▶ _The problem_:
In the entries that follow, the first line to write out is the one containing "non-blocking reads, an", and the last is the one containing "multi-character delimiters and". Reproduce that stretch exactly, with nothing before or after it.

▶ _Supplied records_:

○ ○ ○ ○ ○

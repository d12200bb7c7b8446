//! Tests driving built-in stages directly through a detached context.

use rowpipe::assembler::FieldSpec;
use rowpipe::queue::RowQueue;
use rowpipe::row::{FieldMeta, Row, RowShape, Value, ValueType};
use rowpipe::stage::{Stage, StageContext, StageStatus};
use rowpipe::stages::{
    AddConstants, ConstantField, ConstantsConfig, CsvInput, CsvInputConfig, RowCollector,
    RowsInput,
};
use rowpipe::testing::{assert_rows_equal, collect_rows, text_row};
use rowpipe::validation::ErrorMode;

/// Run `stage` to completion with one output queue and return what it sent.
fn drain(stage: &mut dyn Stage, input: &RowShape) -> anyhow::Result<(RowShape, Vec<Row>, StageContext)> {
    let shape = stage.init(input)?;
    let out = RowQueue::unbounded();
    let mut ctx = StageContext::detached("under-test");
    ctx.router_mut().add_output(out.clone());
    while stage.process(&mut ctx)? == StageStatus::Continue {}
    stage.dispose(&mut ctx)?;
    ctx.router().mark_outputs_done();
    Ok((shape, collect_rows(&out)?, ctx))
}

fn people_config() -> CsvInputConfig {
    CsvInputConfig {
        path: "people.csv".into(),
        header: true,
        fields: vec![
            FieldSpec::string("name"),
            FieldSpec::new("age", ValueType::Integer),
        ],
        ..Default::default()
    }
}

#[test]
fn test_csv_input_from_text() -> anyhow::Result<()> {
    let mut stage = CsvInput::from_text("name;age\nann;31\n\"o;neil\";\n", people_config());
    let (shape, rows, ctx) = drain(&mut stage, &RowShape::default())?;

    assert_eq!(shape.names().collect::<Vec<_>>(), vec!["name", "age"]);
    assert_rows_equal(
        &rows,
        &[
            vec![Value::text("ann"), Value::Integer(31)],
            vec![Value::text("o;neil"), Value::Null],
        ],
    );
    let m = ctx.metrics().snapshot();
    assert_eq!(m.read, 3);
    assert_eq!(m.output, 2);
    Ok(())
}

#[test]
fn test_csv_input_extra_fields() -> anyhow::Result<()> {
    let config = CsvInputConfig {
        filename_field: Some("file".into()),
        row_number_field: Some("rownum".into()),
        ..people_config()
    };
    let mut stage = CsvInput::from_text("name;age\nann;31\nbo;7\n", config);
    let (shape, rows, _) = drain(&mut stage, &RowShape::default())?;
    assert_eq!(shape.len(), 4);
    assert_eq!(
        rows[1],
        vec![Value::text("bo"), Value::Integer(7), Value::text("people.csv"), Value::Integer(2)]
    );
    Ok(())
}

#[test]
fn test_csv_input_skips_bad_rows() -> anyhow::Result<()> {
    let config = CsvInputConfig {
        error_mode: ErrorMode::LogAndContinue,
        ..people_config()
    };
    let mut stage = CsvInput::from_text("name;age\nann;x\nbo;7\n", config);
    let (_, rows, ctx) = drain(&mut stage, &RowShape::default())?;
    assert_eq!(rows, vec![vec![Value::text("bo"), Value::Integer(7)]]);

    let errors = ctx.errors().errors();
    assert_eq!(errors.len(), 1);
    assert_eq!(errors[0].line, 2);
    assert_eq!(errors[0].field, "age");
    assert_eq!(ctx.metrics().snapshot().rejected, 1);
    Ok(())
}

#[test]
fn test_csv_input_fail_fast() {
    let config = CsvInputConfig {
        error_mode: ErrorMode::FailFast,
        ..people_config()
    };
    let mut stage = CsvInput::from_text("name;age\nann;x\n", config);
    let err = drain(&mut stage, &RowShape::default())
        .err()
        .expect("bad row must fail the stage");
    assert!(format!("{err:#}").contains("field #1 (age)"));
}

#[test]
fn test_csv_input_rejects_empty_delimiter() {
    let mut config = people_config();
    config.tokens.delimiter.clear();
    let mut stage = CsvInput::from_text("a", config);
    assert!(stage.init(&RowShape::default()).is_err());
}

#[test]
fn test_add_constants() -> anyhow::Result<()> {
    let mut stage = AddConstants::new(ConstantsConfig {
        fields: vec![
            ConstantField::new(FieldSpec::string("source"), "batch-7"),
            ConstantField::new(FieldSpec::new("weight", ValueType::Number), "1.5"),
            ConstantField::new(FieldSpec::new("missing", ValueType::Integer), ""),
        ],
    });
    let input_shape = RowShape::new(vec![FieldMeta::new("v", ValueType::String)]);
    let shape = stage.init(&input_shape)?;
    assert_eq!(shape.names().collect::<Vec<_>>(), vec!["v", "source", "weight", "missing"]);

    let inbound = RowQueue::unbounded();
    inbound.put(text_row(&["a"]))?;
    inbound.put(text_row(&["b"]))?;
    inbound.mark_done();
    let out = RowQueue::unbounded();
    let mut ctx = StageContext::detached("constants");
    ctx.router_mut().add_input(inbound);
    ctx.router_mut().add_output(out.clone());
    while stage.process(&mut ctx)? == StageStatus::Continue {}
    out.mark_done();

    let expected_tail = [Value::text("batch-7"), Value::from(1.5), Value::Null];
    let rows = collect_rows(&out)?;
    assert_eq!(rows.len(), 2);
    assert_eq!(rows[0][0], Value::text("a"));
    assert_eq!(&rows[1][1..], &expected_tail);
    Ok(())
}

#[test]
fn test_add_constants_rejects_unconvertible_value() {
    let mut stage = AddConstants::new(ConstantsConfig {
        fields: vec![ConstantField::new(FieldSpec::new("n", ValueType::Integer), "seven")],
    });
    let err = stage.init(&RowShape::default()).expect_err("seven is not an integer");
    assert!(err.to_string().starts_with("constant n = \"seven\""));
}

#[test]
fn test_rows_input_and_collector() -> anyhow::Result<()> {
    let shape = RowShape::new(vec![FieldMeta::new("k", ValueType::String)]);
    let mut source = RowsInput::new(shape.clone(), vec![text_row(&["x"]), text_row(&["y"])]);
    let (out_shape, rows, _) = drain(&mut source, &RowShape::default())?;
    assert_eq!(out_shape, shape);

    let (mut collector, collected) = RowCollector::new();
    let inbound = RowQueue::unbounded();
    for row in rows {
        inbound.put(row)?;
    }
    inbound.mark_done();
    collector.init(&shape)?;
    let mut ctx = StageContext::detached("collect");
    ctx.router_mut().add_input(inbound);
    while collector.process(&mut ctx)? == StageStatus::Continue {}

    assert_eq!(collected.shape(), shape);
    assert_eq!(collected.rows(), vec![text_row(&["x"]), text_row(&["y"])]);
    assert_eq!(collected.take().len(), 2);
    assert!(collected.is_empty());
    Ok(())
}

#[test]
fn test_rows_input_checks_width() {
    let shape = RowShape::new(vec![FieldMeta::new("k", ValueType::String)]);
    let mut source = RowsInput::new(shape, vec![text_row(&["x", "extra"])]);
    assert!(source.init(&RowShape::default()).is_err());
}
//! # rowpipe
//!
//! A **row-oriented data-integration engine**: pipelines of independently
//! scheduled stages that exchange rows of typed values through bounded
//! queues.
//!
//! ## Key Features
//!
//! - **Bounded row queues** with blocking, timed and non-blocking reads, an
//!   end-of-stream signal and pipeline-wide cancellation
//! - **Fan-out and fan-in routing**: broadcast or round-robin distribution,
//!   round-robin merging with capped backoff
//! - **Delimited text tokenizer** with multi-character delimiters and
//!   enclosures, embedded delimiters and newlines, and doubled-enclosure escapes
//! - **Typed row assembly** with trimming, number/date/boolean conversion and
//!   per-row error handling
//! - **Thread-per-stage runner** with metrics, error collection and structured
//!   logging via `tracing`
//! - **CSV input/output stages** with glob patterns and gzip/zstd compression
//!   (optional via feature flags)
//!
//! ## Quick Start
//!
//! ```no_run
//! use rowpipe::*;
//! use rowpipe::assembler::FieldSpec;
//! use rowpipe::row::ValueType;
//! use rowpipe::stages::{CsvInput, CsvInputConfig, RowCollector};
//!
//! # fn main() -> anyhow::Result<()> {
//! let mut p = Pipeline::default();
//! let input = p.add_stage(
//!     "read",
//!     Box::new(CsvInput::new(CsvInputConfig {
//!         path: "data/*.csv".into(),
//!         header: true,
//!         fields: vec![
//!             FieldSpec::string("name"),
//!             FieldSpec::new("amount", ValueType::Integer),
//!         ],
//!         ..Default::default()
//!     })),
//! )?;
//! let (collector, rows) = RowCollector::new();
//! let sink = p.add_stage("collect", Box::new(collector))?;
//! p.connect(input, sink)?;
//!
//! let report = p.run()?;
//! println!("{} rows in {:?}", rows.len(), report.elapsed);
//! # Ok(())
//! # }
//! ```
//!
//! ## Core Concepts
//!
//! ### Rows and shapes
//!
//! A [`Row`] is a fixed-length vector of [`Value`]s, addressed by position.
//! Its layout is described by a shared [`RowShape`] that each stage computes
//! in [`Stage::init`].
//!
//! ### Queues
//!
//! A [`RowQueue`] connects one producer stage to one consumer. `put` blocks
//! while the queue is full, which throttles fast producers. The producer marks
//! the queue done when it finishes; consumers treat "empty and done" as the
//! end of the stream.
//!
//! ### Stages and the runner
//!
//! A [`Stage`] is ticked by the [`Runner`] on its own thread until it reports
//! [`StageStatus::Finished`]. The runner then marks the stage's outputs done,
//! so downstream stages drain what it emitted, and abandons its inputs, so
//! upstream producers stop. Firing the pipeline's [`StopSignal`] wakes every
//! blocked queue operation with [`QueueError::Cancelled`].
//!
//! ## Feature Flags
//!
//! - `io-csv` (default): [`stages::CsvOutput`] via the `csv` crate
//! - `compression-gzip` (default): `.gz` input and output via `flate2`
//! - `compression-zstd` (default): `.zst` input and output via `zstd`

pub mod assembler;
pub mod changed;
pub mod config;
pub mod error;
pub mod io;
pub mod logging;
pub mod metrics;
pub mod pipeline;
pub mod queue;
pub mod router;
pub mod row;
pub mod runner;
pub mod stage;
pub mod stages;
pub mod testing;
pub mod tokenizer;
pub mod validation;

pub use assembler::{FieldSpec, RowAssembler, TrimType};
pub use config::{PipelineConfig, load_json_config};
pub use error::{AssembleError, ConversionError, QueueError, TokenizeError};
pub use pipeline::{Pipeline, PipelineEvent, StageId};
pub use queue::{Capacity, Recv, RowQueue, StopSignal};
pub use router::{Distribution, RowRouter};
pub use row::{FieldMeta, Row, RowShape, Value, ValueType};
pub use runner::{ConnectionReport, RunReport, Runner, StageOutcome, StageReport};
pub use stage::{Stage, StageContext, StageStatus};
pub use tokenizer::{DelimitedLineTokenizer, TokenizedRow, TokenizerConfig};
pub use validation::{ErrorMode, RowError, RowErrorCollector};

○ ○ ○ ○ ○

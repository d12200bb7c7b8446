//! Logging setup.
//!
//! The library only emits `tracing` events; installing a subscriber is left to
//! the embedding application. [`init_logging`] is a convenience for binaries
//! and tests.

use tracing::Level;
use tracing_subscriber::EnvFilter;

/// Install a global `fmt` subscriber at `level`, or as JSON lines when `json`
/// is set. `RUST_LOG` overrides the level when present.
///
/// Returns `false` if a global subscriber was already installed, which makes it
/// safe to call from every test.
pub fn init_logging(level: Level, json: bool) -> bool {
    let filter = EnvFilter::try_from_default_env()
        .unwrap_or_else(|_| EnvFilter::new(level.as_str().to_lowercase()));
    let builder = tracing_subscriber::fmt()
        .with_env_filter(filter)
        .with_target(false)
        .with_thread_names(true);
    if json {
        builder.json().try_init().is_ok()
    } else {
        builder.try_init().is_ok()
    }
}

○ ○ ○ ○ ○

▶ _Task solution_:
//! - **Bounded row queues** with blocking, timed and non-blocking reads, an
//!   end-of-stream signal and pipeline-wide cancellation
//! - **Fan-out and fan-in routing**: broadcast or round-robin distribution,
//!   round-robin merging with capped backoff
//! - **Delimited text tokenizer** with multi-character delimiters and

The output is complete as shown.